INPUT DATA.
□ □ □ □ □ □ □
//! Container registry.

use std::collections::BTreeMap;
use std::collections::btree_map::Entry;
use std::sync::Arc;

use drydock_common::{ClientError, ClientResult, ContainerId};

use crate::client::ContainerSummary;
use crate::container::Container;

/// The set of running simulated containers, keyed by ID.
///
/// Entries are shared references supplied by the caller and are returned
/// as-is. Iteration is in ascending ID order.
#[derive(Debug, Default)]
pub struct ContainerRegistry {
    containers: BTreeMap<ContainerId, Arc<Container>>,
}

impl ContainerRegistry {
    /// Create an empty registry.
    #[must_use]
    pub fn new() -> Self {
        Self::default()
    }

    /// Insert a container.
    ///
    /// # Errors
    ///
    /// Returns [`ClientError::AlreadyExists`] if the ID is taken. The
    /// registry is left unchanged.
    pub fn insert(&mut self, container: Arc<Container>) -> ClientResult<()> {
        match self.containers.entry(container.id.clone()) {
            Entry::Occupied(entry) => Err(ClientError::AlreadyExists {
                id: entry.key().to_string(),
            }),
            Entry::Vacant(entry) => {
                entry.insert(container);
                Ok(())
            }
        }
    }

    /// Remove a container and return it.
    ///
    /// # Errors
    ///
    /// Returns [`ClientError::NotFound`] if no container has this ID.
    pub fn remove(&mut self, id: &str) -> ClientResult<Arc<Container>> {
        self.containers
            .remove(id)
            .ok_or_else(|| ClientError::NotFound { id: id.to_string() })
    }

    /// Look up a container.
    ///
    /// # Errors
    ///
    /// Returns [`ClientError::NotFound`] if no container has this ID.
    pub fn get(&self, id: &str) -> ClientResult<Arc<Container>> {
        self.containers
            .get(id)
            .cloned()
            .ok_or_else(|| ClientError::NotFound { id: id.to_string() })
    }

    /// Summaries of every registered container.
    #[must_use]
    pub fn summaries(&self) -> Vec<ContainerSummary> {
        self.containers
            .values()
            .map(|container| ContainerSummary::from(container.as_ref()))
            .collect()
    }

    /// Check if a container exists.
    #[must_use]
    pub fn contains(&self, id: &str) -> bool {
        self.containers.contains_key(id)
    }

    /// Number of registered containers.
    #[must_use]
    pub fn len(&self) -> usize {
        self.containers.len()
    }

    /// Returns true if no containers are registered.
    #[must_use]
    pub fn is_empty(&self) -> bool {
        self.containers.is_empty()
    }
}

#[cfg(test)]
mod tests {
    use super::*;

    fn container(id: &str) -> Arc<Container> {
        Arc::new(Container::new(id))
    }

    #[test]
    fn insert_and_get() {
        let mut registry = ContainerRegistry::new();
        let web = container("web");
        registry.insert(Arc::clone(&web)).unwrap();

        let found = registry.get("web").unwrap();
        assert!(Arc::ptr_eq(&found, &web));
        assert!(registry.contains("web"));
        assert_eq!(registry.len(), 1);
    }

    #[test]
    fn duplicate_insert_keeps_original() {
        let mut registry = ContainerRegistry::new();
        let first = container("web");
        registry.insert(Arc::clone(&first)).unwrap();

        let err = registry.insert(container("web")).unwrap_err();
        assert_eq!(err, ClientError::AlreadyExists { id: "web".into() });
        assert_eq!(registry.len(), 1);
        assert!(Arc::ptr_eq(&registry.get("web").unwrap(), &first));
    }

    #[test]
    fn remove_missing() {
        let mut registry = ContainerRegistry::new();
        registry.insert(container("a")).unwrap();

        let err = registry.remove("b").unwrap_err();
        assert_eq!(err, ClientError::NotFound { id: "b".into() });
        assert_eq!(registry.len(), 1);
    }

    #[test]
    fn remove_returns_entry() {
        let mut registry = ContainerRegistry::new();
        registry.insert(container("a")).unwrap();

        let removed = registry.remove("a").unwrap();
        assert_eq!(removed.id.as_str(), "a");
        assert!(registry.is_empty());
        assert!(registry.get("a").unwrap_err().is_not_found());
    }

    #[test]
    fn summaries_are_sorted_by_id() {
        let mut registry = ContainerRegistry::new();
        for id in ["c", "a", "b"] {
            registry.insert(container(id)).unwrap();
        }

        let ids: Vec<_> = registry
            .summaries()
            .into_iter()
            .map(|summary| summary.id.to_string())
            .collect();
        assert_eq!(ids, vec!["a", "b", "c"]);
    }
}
□ □ □ □ □ □ □
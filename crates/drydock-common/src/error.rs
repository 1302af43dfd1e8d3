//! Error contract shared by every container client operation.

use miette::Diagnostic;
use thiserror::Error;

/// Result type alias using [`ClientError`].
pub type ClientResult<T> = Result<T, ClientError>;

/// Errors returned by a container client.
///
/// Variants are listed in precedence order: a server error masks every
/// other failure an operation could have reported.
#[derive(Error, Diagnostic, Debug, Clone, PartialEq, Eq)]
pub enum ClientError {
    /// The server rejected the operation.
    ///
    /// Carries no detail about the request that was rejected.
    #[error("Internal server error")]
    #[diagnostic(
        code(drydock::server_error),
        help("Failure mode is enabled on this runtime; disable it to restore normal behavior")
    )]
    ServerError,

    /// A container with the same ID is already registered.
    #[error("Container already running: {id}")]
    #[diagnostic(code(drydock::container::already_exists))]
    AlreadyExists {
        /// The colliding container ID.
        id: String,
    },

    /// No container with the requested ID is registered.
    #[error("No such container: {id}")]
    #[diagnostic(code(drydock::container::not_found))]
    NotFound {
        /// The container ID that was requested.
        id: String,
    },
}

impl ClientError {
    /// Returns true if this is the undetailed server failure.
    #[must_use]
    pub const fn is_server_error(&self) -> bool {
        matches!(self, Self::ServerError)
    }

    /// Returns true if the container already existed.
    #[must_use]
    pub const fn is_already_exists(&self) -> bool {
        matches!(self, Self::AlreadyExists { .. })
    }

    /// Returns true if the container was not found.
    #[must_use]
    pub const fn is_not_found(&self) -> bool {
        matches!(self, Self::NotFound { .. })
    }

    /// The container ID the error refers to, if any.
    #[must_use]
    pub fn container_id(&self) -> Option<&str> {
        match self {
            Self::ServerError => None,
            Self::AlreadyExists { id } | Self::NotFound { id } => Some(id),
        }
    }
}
□ □ □ □ □ □ □
WHAT NEEDS TO BE DONE. Give the number of lines in the records above that contain "operation", with no other words.

ANSWER TO THIS TASK. 3